The first two episodes, involving the columnist Robert D. Novak and the reporter Matthew Cooper, have become the subjects of intense scrutiny in recent weeks. But little attention has been paid to what The Post reporter, Walter Pincus, has recently described as a separate exchange on July 12, 2003.
...Mr. Pincus has not identified his source to the public. But a review of Mr. Pincus's own accounts and those of other people with detailed knowledge of the case strongly suggest that his source was neither Karl Rove, Mr. Bush's top political adviser, nor I. Lewis Libby, the chief of staff to Vice President Dick Cheney, and was in fact a third administration official whose identity has not yet been publicly disclosed.
Mr. Pincus's most recent account, in the current issue of Nieman Reports, a journal of the Nieman Foundation, makes clear that his source had volunteered the information to him, something that people close to both Mr. Rove and Mr. Libby have said they did not do in their conversations with reporters.
Well, another clue as to Pincus' source, overlooked by the Timesmen, appeared in Editor & Publisher, with an article about Mr. Pincus that included this: "Libby was not my source but was someone I spoke to on a confidential basis," Pincus said.'
Or maybe the Nov 26, 2004 WaPo can provide a hint: "Pincus also has said his source was not Libby." Just trying to help.
The Times cites this Nieman Watchdog article, this Sept 16 2004 WaPo article, and this Oct 12, 2003 WaPo piece. Careful readers may also suspect that Mr. Pincus is "another journalist" in this Sept 30 2003 WaPo piece.

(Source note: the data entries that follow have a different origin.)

use std::sync::Mutex;

use chrono::{Duration, Local, NaiveDateTime};

/// Source of "now" on the business-local clock.
pub trait Clock: Send + Sync {
    fn now(&self) -> NaiveDateTime;
}

pub struct SystemClock;

impl Clock for SystemClock {
    fn now(&self) -> NaiveDateTime {
        Local::now().naive_local()
    }
}

/// A clock that only moves when told to.
pub struct FixedClock {
    now: Mutex<NaiveDateTime>,
}

impl FixedClock {
    pub fn new(now: NaiveDateTime) -> Self {
        Self { now: Mutex::new(now) }
    }

    pub fn set(&self, now: NaiveDateTime) {
        *self.now.lock().unwrap_or_else(|e| e.into_inner()) = now;
    }

    pub fn advance(&self, by: Duration) {
        let mut guard = self.now.lock().unwrap_or_else(|e| e.into_inner());
        *guard += by;
    }
}

impl Clock for FixedClock {
    fn now(&self) -> NaiveDateTime {
        *self.now.lock().unwrap_or_else(|e| e.into_inner())
    }
}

Now, is the motive of the leaker of any interest? In their very last paragraph, the Times reports Mr. Pincus' impression:
He wrote in Nieman Reports that he did not believe the person who spoke to him was committing a criminal act, but only practicing damage control by trying to get him to write about Mr. Wilson.

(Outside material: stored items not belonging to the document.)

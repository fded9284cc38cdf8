pub mod catalog;
pub mod clock;
pub mod collab;
pub mod compactor;
pub mod config;
pub mod engine;
pub mod limits;
pub mod model;
pub mod observability;
pub mod tenant;
pub mod timegrid;
pub mod wal;
use std::sync::Arc;
use std::time::Duration;

use tracing::info;

use crate::engine::Engine;

const CHECK_INTERVAL: Duration = Duration::from_secs(30);

/// Background task that rewrites a business's WAL once enough appends pile up.
pub async fn run_compactor(engine: Arc<Engine>, threshold: u64) {
    run_compactor_every(engine, threshold, CHECK_INTERVAL).await;
}

async fn run_compactor_every(engine: Arc<Engine>, threshold: u64, every: Duration) {
    let mut interval = tokio::time::interval(every);
    loop {
        interval.tick().await;
        compact_if_due(&engine, threshold).await;
    }
}

/// Compact when at least `threshold` appends landed since the last rewrite.
/// Returns whether a compaction ran.
pub async fn compact_if_due(engine: &Engine, threshold: u64) -> bool {
    let appends = engine.wal_appends_since_compact().await;
    if appends < threshold {
        return false;
    }
    match engine.compact_wal().await {
        Ok(()) => {
            info!("business {}: compacted after {appends} appends", engine.business_id);
            true
        }
        Err(e) => {
            tracing::error!("business {}: WAL compaction failed: {e}", engine.business_id);
            false
        }
    }
}

#[cfg(test)]
mod tests {
    use super::*;
    use crate::collab::Collaborators;
    use crate::config::EngineConfig;
    use crate::model::*;
    use std::path::PathBuf;
    use ulid::Ulid;

    fn test_wal_path(name: &str) -> PathBuf {
        let dir = std::env::temp_dir().join("slotwise_test_compactor");
        std::fs::create_dir_all(&dir).unwrap();
        let path = dir.join(name);
        let _ = std::fs::remove_file(&path);
        path
    }

    fn service(name: &str) -> Service {
        Service {
            id: Ulid::new(),
            name: name.into(),
            duration: 30,
            price: 1000,
            final_price: 1000,
            active: true,
        }
    }

    async fn engine_with_upserts(name: &str, upserts: usize) -> Arc<Engine> {
        let path = test_wal_path(name);
        let engine = Arc::new(
            Engine::new(
                Ulid::new(),
                path,
                Collaborators::default(),
                Arc::new(EngineConfig::default()),
            )
            .unwrap(),
        );
        // the same service rewritten over and over collapses to one event
        let mut s = service("Cut");
        for i in 0..upserts {
            s.price = 1000 + i as Money;
            s.final_price = s.price;
            engine.upsert_service(s.clone()).await.unwrap();
        }
        engine
    }

    #[tokio::test]
    async fn below_threshold_is_left_alone() {
        let engine = engine_with_upserts("compactor_below.wal", 3).await;
        assert!(!compact_if_due(&engine, 10).await);
        assert_eq!(engine.wal_appends_since_compact().await, 3);
    }

    #[tokio::test]
    async fn at_threshold_compacts() {
        let engine = engine_with_upserts("compactor_due.wal", 10).await;
        assert!(compact_if_due(&engine, 10).await);
        assert_eq!(engine.wal_appends_since_compact().await, 0);
    }

    #[tokio::test]
    async fn background_loop_compacts() {
        let engine = engine_with_upserts("compactor_loop.wal", 5).await;
        let task = tokio::spawn(run_compactor_every(engine.clone(), 5, Duration::from_millis(10)));
        for _ in 0..200 {
            if engine.wal_appends_since_compact().await == 0 {
                break;
            }
            tokio::time::sleep(Duration::from_millis(5)).await;
        }
        task.abort();
        assert_eq!(engine.wal_appends_since_compact().await, 0);
    }
}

[NOTE: The Times gets this backwards - what Pincus wrote is:
"I wrote my October story because I did not think the person who spoke to me was committing a criminal act, but only practicing damage control by trying to get me to stop writing about
Perhaps the Bush Brute Squad was making all of the the other phone calls to smear Wilson, intimidate potential whistleblowers, and get revenge. But it sounds like this leak was an attempt to get the White House side of the story in play, which jibes with what Rove told Cooper when he warned him not to get too close to Wilson.
And we sense more uncertainty and backpedaling at the Times with this passage:
In addition to Mr. Pincus, the reporters known to have been pursued by the special prosecutor include...
Was it only last week that Adam Liptak wrote with such confidence that "Four reporters have testified in the investigation..."? Now the Times standard is "Known to have been pursued".
Maybe by next week the Times can let us know whether Nick Kristof or David Sanger, both of whose names reportedly appeared on White House phone logs in the key week of July 2003, were contacted by investigators. Even if a White House staffer told investigators, "I got a message that Kristoff called, but I never got back to him", shouldn't Fitzgerald's gumshoes verify that? Shouldn't they have called Kristof?
All The News.
UPDATE: IF THE TIMES HAS THE TIME: If inquiring into the involvement of Kristof and Sanger strikes uncomfortably close to home, perhaps the Times could try to pry a clear, unambiguous statement from Tim Russert - when Adam Liptak looked into this two weeks ago, he was forced to recycle an NBC press release from August 2004. Mike Isikoff had the same problem, which he solved by ignoring the subtlety and misdirection in the original "denial":
Russert told Fitzgerald that he did not know Plame’s name or that she was a CIA operative and that he did not provide that information to Libby, it said.
Did Russert tell Libby that Wilson's wife was a CIA analyst? Lots of wiggle room there!
And Russert added virtually nothing when asked about this on Meet The Press - maybe the Times can give him a big platform and another chance for clarity.
Fitzgerald seems to be intent on finding out what Judy Miller and Tim Russert discussed with Libby - maybe the Times could help us find out.